Thirdly, a unified supply chain system was outlined so that resources are pooled together in one place, and moved to various locations at the same time instead of each of the organisations doing them differently.
He said, “The fourth one is that we want to see more government investment. We cannot talk of sustainability without the government driving the entire team, whether it is at the centre or at the state.
“The agreement was that the federal government should support the treatment of at least 100, 000 people for the next three years.

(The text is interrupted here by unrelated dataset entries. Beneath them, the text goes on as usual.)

//! WebSocket handler for real-time client communication.
//!
//! On connect the client gets a bootstrap snapshot; after that, every
//! broadcast event is pushed as JSON. The one inbound request, AUTO_SELECT,
//! performs single-candidate auto-selection and answers with a fresh
//! bootstrap snapshot.

use axum::extract::ws::{Message, WebSocket};
use axum::extract::{State, WebSocketUpgrade};
use axum::response::IntoResponse;
use futures::sink::SinkExt;
use futures::stream::StreamExt;
use serde::{Deserialize, Serialize};
use tokio_stream::wrappers::BroadcastStream;

use crate::api::http::StatusResponse;
use crate::api::AppState;

/// Incoming WebSocket message envelope.
#[derive(Deserialize)]
#[serde(tag = "type", rename_all = "SCREAMING_SNAKE_CASE")]
enum WsIncoming {
    AutoSelect,
}

/// Outgoing non-broadcast messages.
#[derive(Serialize)]
#[serde(tag = "type", rename_all = "SCREAMING_SNAKE_CASE")]
enum WsOutgoing {
    Bootstrap { payload: StatusResponse },
}

pub async fn ws_handler(ws: WebSocketUpgrade, State(state): State<AppState>) -> impl IntoResponse {
    ws.on_upgrade(move |socket| handle_socket(socket, state))
}

async fn handle_socket(socket: WebSocket, state: AppState) {
    let (mut sink, mut stream) = socket.split();

    if send_bootstrap(&mut sink, &state).await.is_err() {
        return;
    }

    // Forward broadcast events until the client goes away. Lagged receivers
    // just skip what they missed; the next snapshot heals them.
    let mut events = BroadcastStream::new(state.event_bridge.subscribe());
    loop {
        tokio::select! {
            event = events.next() => match event {
                Some(Ok(event)) => {
                    let Ok(text) = serde_json::to_string(&event) else {
                        continue;
                    };
                    if sink.send(Message::Text(text.into())).await.is_err() {
                        break;
                    }
                }
                Some(Err(lag)) => {
                    log::warn!("[WS] client lagging behind event stream: {}", lag);
                    if send_bootstrap(&mut sink, &state).await.is_err() {
                        break;
                    }
                }
                None => break,
            },
            incoming = stream.next() => match incoming {
                Some(Ok(Message::Text(text))) => {
                    if let Ok(WsIncoming::AutoSelect) = serde_json::from_str(&text) {
                        auto_select(&state).await;
                        if send_bootstrap(&mut sink, &state).await.is_err() {
                            break;
                        }
                    }
                }
                Some(Ok(Message::Close(_))) | None => break,
                Some(Ok(_)) => {}
                Some(Err(err)) => {
                    log::debug!("[WS] receive error: {}", err);
                    break;
                }
            },
        }
    }
}

async fn send_bootstrap(
    sink: &mut (impl futures::Sink<Message, Error = axum::Error> + Unpin),
    state: &AppState,
) -> Result<(), axum::Error> {
    let bootstrap = WsOutgoing::Bootstrap {
        payload: StatusResponse {
            controller: state.controller.snapshot(),
            cast: state.cast.snapshot(),
        },
    };
    let text = serde_json::to_string(&bootstrap).map_err(axum::Error::new)?;
    sink.send(Message::Text(text.into())).await
}

/// When exactly one candidate exists and nothing is selected, select it:
/// core, zone and receiver each independently.
async fn auto_select(state: &AppState) {
    let controller = state.controller.snapshot();

    if controller.cores.len() == 1 && !controller.cores[0].is_active {
        let core_id = controller.cores[0].id.clone();
        if let Err(err) = state.controller.select_core(&core_id) {
            log::warn!("[WS] auto-select core failed: {}", err);
        }
    }

    if controller.zones.len() == 1
        && controller.selected_zone_id.as_deref() != Some(controller.zones[0].zone_id.as_str())
    {
        let zone_id = controller.zones[0].zone_id.clone();
        if let Err(err) = state.controller.select_zone(&zone_id) {
            log::warn!("[WS] auto-select zone failed: {}", err);
        }
    }

    let cast = state.cast.snapshot();
    if cast.devices.len() == 1 && !cast.devices[0].is_selected {
        let device_id = cast.devices[0].id.clone();
        if let Err(err) = state.cast.select_device(&device_id).await {
            log::warn!("[WS] auto-select receiver failed: {}", err);
        }
    }
}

“Government has fulfilled that promise, and gradually with time we will begin to add more patients, this means that the patients that would now be under the care of development partners, would continue to reduce. This we have done, and we have done very well in the last three years.”
The NACA DG said under alignment 2.0, experts want to put the state in the driver’s seat, instead of having implementing partners implementing programs using state structures like hospitals and human resources.
Asked what would happen to the implementing partners, he said, “The implementing partners would now become the teacher, and show the state what they have been doing in the past 20 years, to sustain the response and to provide treatment services to people in different locations throughout the state.
“At the first instance they do it together, and after a period of one year, the implementing partner now steps aside and serves as technical adviser, providing the state guidance and technical services for the state to continue to drive the response.
“So this is the essence of alignment 2.0 and we believe that by the time we arrive at that, then the country is fully structured for ownership,” he added.
The National Coordinator of the Network of People Living With HIV/AIDS in Nigeria, NEPWHAN, Abdulkadir Ibrahim said the first alignment (1.0) was literally trying to harmonise the HIV response in the country, both from the Global Fund and PEPFAR by putting Nigerian government at the driver’s seat and has really been significant.
However, he said there are a lot of issues with the first alignment because most of the community component and interventions that are more targeted at empowering NEPHWAN or organisations of people living with HIV and other vulnerable groups was not really prioritised.
“So what we want to see now in the alignment 2.0 is to ensure that priorities are given to other interventions such as sensitization, rights protection, fighting against stigma and ensuring that community programs like NEPHWAN and our subordinates are really empowered and adequately supported in terms of funding and systems strengthening so that we can have a strong organisation and do other interventions without any problems.
He said even though the resources have been there in alignment 1.0, it has not really gone down to the communities and Nigeria is still lagging behind in the prevention of mother-to-child transmission (PMTCT) HIV services.
“We need to allow our PMTCT HIV programmes to continue because the way it is going most of the international partners has reduced their funding in terms of community intervention and only focus on tertiary institutions or specialist hospitals, they focus on 11 local government areas of a state for instance that has over 30 states; what then happens to the other LGAs?.
“So we want to see real change and we have been doing a lot of mapping. About 21 states have been mapped where community interventions will really be focused to ensure that pregnant women are mobilized, sensitised, tested and linked to where they can access treatment. This is what we can do right and ending HIV is possible.”